When you copy the entries, keep every word exactly as it stands.

** Opening Data under study block **

//! Decoders that turn raw NVM words into channel or fan/seat readings.
//!
//! Channel profile: word 0x22 is the on/off bitmap (bit n = channel n), words
//! 0x24..0x32 hold paired temperatures (low byte = odd channel "No. 2k+1",
//! high byte = even channel "No. 2k+2").
//!
//! Fan/seat profile: word 0x22 holds four fan nibbles, word 0x24 four heater
//! nibbles, nibble 0 = FL ... nibble 3 = RR. Sentinel nibbles are replaced by
//! the last accepted value for that position.

use embedded_hal::spi::SpiDevice;

use crate::data_types::{
    CHANNEL_COUNT, ChannelReading, FAN_LEVEL_MAX, FanSeatReading, HEATER_LEVEL_MAX, Lineage, POSITION_COUNT,
    Position, ReadMode, TEMPERATURE_WORDS,
};
use crate::error::Error;
use crate::nvm::Mr793200;
use crate::registers::{nvm, temperature_register};

/// Extract nibble `index` (0 = bits 3:0) from `word`.
pub fn nibble(word: u16, index: u32) -> u8 {
    ((word >> (4 * index)) & 0xF) as u8
}

/// Decode the on/off bitmap and the eight paired temperature words.
pub fn decode_channels(on_off: u16, temperatures: &[u16; TEMPERATURE_WORDS]) -> [ChannelReading; CHANNEL_COUNT] {
    core::array::from_fn(|index| {
        let word = temperatures[index / 2];
        let [high, low] = word.to_be_bytes();
        ChannelReading {
            index: index as u8,
            on: on_off & (1 << index) != 0,
            temperature: if index % 2 == 0 { low } else { high },
        }
    })
}

/// One decoded channel-profile cycle.
#[cfg_attr(feature = "defmt", derive(defmt::Format))]
#[derive(Clone, Copy, Debug, Eq, PartialEq)]
pub struct ChannelFrame {
    /// Raw bitmap, forwarded to the expander outputs.
    pub on_off: u16,
    pub channels: [ChannelReading; CHANNEL_COUNT],
}

/// Read and decode one channel-profile cycle. Every word is an isolated Mode A read.
pub fn poll_channels<SPI: SpiDevice>(
    nvm_client: &mut Mr793200<SPI>,
    addr_msb: u8,
) -> Result<ChannelFrame, Error<SPI::Error>> {
    let on_off = nvm_client.read_word(ReadMode::Legacy, addr_msb, nvm::CHANNEL_ON_OFF)?;
    let mut temperatures = [0u16; TEMPERATURE_WORDS];
    for (pair, word) in temperatures.iter_mut().enumerate() {
        *word = nvm_client.read_word(ReadMode::Legacy, addr_msb, temperature_register(pair * 2))?;
    }
    Ok(ChannelFrame {
        on_off,
        channels: decode_channels(on_off, &temperatures),
    })
}

/// Fan/seat decoder. Holds the last accepted level per position across cycles.
#[derive(Clone, Debug, Eq, PartialEq)]
pub struct FanSeatDecoder {
    positions: [FanSeatReading; POSITION_COUNT],
}

impl Default for FanSeatDecoder {
    fn default() -> Self {
        Self::new()
    }
}

impl FanSeatDecoder {
    pub fn new() -> Self {
        Self {
            positions: Position::ALL.map(|position| FanSeatReading {
                position,
                ..FanSeatReading::default()
            }),
        }
    }

    pub fn positions(&self) -> &[FanSeatReading; POSITION_COUNT] {
        &self.positions
    }

    /// Forget every accepted value.
    pub fn reset(&mut self) {
        *self = Self::new();
    }

    /// Apply one cycle's fan and heater words.
    pub fn apply(&mut self, fan_word: u16, heater_word: u16) -> &[FanSeatReading; POSITION_COUNT] {
        for reading in self.positions.iter_mut() {
            let n = reading.position.nibble();
            let fan = nibble(fan_word, n);
            let heater = nibble(heater_word, n);
            if reading.fan.update(fan, FAN_LEVEL_MAX) == Lineage::CarriedForward {
                log::debug!(
                    "[SPI] {} fan nibble 0x{:X} invalid, keeping {}",
                    reading.position.label(),
                    fan,
                    reading.fan.value
                );
            }
            if reading.heater.update(heater, HEATER_LEVEL_MAX) == Lineage::CarriedForward {
                log::debug!(
                    "[SPI] {} heater nibble 0x{:X} invalid, keeping {}",
                    reading.position.label(),
                    heater,
                    reading.heater.value
                );
            }
        }
        &self.positions
    }

    /// Read the fan and heater words as one Mode B block and decode them.
    pub fn poll<SPI: SpiDevice>(
        &mut self,
        nvm_client: &mut Mr793200<SPI>,
        addr_msb: u8,
    ) -> Result<&[FanSeatReading; POSITION_COUNT], Error<SPI::Error>> {
        let mut words = [0u16; 2];
        nvm_client.read_words(ReadMode::Block, addr_msb, nvm::FAN_SPEED, &mut words)?;
        Ok(self.apply(words[0], words[1]))
    }
}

** Closing Data under study block **

**Written response**.
//! Decoders that turn raw NVM words into channel or fan/seat readings.
//!
//! Channel profile: word 0x22 is the on/off bitmap (bit n = channel n), words
//! 0x24..0x32 hold paired temperatures (low byte = odd channel "No. 2k+1",
//! high byte = even channel "No. 2k+2").
//!
//! Fan/seat profile: word 0x22 holds four fan nibbles, word 0x24 four heater
//! nibbles, nibble 0 = FL ... nibble 3 = RR. Sentinel nibbles are replaced by
//! the last accepted value for that position.

use embedded_hal::spi::SpiDevice;

use crate::data_types::{
    CHANNEL_COUNT, ChannelReading, FAN_LEVEL_MAX, FanSeatReading, HEATER_LEVEL_MAX, Lineage, POSITION_COUNT,
    Position, ReadMode, TEMPERATURE_WORDS,
};
use crate::error::Error;
use crate::nvm::Mr793200;
use crate::registers::{nvm, temperature_register};

/// Extract nibble `index` (0 = bits 3:0) from `word`.
pub fn nibble(word: u16, index: u32) -> u8 {
    ((word >> (4 * index)) & 0xF) as u8
}

/// Decode the on/off bitmap and the eight paired temperature words.
pub fn decode_channels(on_off: u16, temperatures: &[u16; TEMPERATURE_WORDS]) -> [ChannelReading; CHANNEL_COUNT] {
    core::array::from_fn(|index| {
        let word = temperatures[index / 2];
        let [high, low] = word.to_be_bytes();
        ChannelReading {
            index: index as u8,
            on: on_off & (1 << index) != 0,
            temperature: if index % 2 == 0 { low } else { high },
        }
    })
}

/// One decoded channel-profile cycle.
#[cfg_attr(feature = "defmt", derive(defmt::Format))]
#[derive(Clone, Copy, Debug, Eq, PartialEq)]
pub struct ChannelFrame {
    /// Raw bitmap, forwarded to the expander outputs.
    pub on_off: u16,
    pub channels: [ChannelReading; CHANNEL_COUNT],
}

/// Read and decode one channel-profile cycle. Every word is an isolated Mode A read.
pub fn poll_channels<SPI: SpiDevice>(
    nvm_client: &mut Mr793200<SPI>,
    addr_msb: u8,
) -> Result<ChannelFrame, Error<SPI::Error>> {
    let on_off = nvm_client.read_word(ReadMode::Legacy, addr_msb, nvm::CHANNEL_ON_OFF)?;
    let mut temperatures = [0u16; TEMPERATURE_WORDS];
    for (pair, word) in temperatures.iter_mut().enumerate() {
        *word = nvm_client.read_word(ReadMode::Legacy, addr_msb, temperature_register(pair * 2))?;
    }
    Ok(ChannelFrame {
        on_off,
        channels: decode_channels(on_off, &temperatures),
    })
}

/// Fan/seat decoder. Holds the last accepted level per position across cycles.
#[derive(Clone, Debug, Eq, PartialEq)]
pub struct FanSeatDecoder {
    positions: [FanSeatReading; POSITION_COUNT],
}

impl Default for FanSeatDecoder {
    fn default() -> Self {
        Self::new()
    }
}

impl FanSeatDecoder {
    pub fn new() -> Self {
        Self {
            positions: Position::ALL.map(|position| FanSeatReading {
                position,
                ..FanSeatReading::default()
            }),
        }
    }

    pub fn positions(&self) -> &[FanSeatReading; POSITION_COUNT] {
        &self.positions
    }

    /// Forget every accepted value.
    pub fn reset(&mut self) {
        *self = Self::new();
    }

    /// Apply one cycle's fan and heater words.
    pub fn apply(&mut self, fan_word: u16, heater_word: u16) -> &[FanSeatReading; POSITION_COUNT] {
        for reading in self.positions.iter_mut() {
            let n = reading.position.nibble();
            let fan = nibble(fan_word, n);
            let heater = nibble(heater_word, n);
            if reading.fan.update(fan, FAN_LEVEL_MAX) == Lineage::CarriedForward {
                log::debug!(
                    "[SPI] {} fan nibble 0x{:X} invalid, keeping {}",
                    reading.position.label(),
                    fan,
                    reading.fan.value
                );
            }
            if reading.heater.update(heater, HEATER_LEVEL_MAX) == Lineage::CarriedForward {
                log::debug!(
                    "[SPI] {} heater nibble 0x{:X} invalid, keeping {}",
                    reading.position.label(),
                    heater,
                    reading.heater.value
                );
            }
        }
        &self.positions
    }

    /// Read the fan and heater words as one Mode B block and decode them.
    pub fn poll<SPI: SpiDevice>(
        &mut self,
        nvm_client: &mut Mr793200<SPI>,
        addr_msb: u8,
    ) -> Result<&[FanSeatReading; POSITION_COUNT], Error<SPI::Error>> {
        let mut words = [0u16; 2];
        nvm_client.read_words(ReadMode::Block, addr_msb, nvm::FAN_SPEED, &mut words)?;
        Ok(self.apply(words[0], words[1]))
    }
}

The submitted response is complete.